There is a third option: IT IS NOT HERESY BECAUSE HE IS INFALLIBLE. Hence your assumption "what if a Pope teaches heresy" is not possible for them.

Actually, it looks like the answer may be option four:

A Heretic Pope Would Govern Illicitly—but Validly

To sum up then:

1. The traditional and continuing law of the Church, expressed repeatedly in papal constitutions ever since the Middle Ages, allows for a heretical or apostate cardinal to participate fully in a papal conclave and even to be elected pope. If he could validly attain the papacy as a heretic or apostate, he could certainly retain it validly, even while remaining in that unhappy spiritual state.
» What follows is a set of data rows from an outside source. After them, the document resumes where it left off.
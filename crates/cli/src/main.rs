// SPDX-License-Identifier: BUSL-1.1
// Copyright (c) 2026 Alfred Jean LLC

//! `skynet` - Skynet RPC fabric launcher.

// Allow panic!/unwrap/expect in test code
#![cfg_attr(test, allow(clippy::panic))]
#![cfg_attr(test, allow(clippy::unwrap_used))]
#![cfg_attr(test, allow(clippy::expect_used))]

use anyhow::Result;
use clap::{Parser, Subcommand};
use tracing_subscriber::EnvFilter;

mod commands;
mod config;
mod env;

#[derive(Parser)]
#[command(name = "skynet", about = "Skynet RPC fabric", version)]
struct Cli {
    #[command(subcommand)]
    command: Command,
}

#[derive(Subcommand)]
enum Command {
    /// Start a pre-configured RPC server and block until shutdown
    Server,
    /// Invoke a method on a remote service
    Call {
        /// Service name, e.g. EchoService
        service: String,
        /// Method name, e.g. echo
        method: String,
        /// Parameters as a JSON object (default: {})
        params: Option<String>,
        /// Service version to resolve ("*" = highest)
        #[arg(long, default_value = "*")]
        service_version: String,
        /// Region override (default: configured region)
        #[arg(long)]
        region: Option<String>,
        /// Declare the call safe to retry after a failed read
        #[arg(long)]
        idempotent: bool,
    },
}

#[tokio::main]
async fn main() -> Result<()> {
    tracing_subscriber::fmt()
        .with_env_filter(EnvFilter::try_from_default_env().unwrap_or_else(|_| "info".into()))
        .init();

    let cli = Cli::parse();
    let config = config::load()?;
    config.log_unknown_options();

    match cli.command {
        Command::Server => commands::server::run(config).await,
        Command::Call { service, method, params, service_version, region, idempotent } => {
            commands::call::run(commands::call::CallArgs {
                config,
                service,
                method,
                params,
                version: service_version,
                region,
                idempotent,
            })
            .await
        }
    }
}
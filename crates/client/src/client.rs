// SPDX-License-Identifier: BUSL-1.1
// Copyright (c) 2026 Alfred Jean LLC

//! The service view: resolve, borrow, invoke, fail over.

use std::collections::HashSet;
use std::sync::Arc;

use bson::Document;
use parking_lot::Mutex;
use serde::de::DeserializeOwned;
use serde::Serialize;
use tracing::{debug, warn};
use uuid::Uuid;

use skynet_core::Endpoint;
use skynet_registry::ServiceRegistry;

use crate::connection::{CallError, CallRequest, Phase};
use crate::error::RpcError;
use crate::pool::ConnectionPool;

/// Endpoint reselections (and fresh-connection resends) allowed per call.
const MAX_RETRIES: u32 = 3;

/// A client bound to one `(name, version, region)` tuple.
///
/// Method names are passed straight to [`call`](Self::call); there is no
/// per-method surface to keep in sync with the server.
#[derive(Clone)]
pub struct ServiceClient {
    registry: ServiceRegistry,
    pool: ConnectionPool,
    name: String,
    version: String,
    region: String,
    /// Endpoints with a registered removal hook, so each pool is evicted
    /// at most once per disappearance.
    hooked: Arc<Mutex<HashSet<Endpoint>>>,
}

impl ServiceClient {
    pub fn new(
        registry: ServiceRegistry,
        pool: ConnectionPool,
        name: impl Into<String>,
        version: impl Into<String>,
        region: impl Into<String>,
    ) -> Self {
        Self {
            registry,
            pool,
            name: name.into(),
            version: version.into(),
            region: region.into(),
            hooked: Arc::new(Mutex::new(HashSet::new())),
        }
    }

    /// Invoke `method`. Not assumed idempotent: a failure after the request
    /// was sent is surfaced, since the server may have processed it.
    pub async fn call(&self, method: &str, params: &Document) -> Result<Document, RpcError> {
        self.invoke(method, params, false).await
    }

    /// Invoke a method the caller declares idempotent: failed reads are
    /// retried on a fresh connection.
    pub async fn call_idempotent(
        &self,
        method: &str,
        params: &Document,
    ) -> Result<Document, RpcError> {
        self.invoke(method, params, true).await
    }

    /// Serialize/deserialize convenience over [`call`](Self::call).
    pub async fn call_typed<P, R>(&self, method: &str, params: &P) -> Result<R, RpcError>
    where
        P: Serialize,
        R: DeserializeOwned,
    {
        let params = bson::to_document(params).map_err(skynet_wire::ProtocolError::from)?;
        let reply = self.call(method, &params).await?;
        Ok(bson::from_document(reply).map_err(skynet_wire::ProtocolError::from)?)
    }

    async fn invoke(
        &self,
        method: &str,
        params: &Document,
        idempotent: bool,
    ) -> Result<Document, RpcError> {
        let request_id = Uuid::new_v4().to_string();
        let mut reselects = 0u32;
        let mut resends = 0u32;
        let mut retry_count = 0i32;

        loop {
            let endpoint = self.registry.server_for(&self.name, &self.version, &self.region)?;
            self.hook_removal(&endpoint);

            let mut conn = match self.pool.borrow(&endpoint).await {
                Ok(conn) => conn,
                Err(e)
                    if (e.is_connection_refused() || matches!(e, RpcError::NotRegistered(_)))
                        && reselects < MAX_RETRIES =>
                {
                    reselects += 1;
                    retry_count += 1;
                    warn!(endpoint = %endpoint, error = %e, "endpoint unreachable; reselecting");
                    continue;
                }
                Err(e) => return Err(e),
            };

            let request = CallRequest {
                request_id: &request_id,
                service: &self.name,
                method,
                params,
                retry_count,
                idempotent,
            };
            match conn.call(&request).await {
                Ok(reply) => return Ok(reply),
                Err(CallError { phase, error }) => {
                    // Whatever went wrong, this connection's session state
                    // is unusable now.
                    conn.discard();
                    let retryable = match phase {
                        Phase::Write => error.is_transport(),
                        Phase::Read => error.is_transport() && idempotent,
                    };
                    if retryable && resends < MAX_RETRIES {
                        resends += 1;
                        retry_count += 1;
                        debug!(
                            endpoint = %endpoint,
                            method,
                            error = %error,
                            "resending on a fresh connection"
                        );
                        continue;
                    }
                    return Err(error);
                }
            }
        }
    }

    /// Arrange for this endpoint's pool to be dropped when the registry
    /// observes it disappearing.
    fn hook_removal(&self, endpoint: &Endpoint) {
        let mut hooked = self.hooked.lock();
        if !hooked.insert(endpoint.clone()) {
            return;
        }
        let pool = self.pool.clone();
        let hooked_set = Arc::clone(&self.hooked);
        let key = endpoint.clone();
        let endpoint = endpoint.clone();
        self.registry.on_server_removed(&key, move || {
            pool.evict(&endpoint);
            hooked_set.lock().remove(&endpoint);
        });
    }
}

#[cfg(test)]
#[path = "client_tests.rs"]
mod tests;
2. A pope who began his pontificate as an orthodox Catholic but became a formal heretic or apostate during his pontificate would thereby legally incur excommunication. However, even if his heresy or apostasy should become publicly discernible, the absence of any competent authority on earth who could lawfully declare his excommunication would mean that, if he refused to resign and continued to insist on carrying out acts of papal authority, those acts, though illicitly exercised, would still be valid. In other words, he would still be juridically the true pope whom we would have to recognize and obey in all things but sin, even though at the inner level at which grace operates he might well be totally separated from the mystical body of Christ.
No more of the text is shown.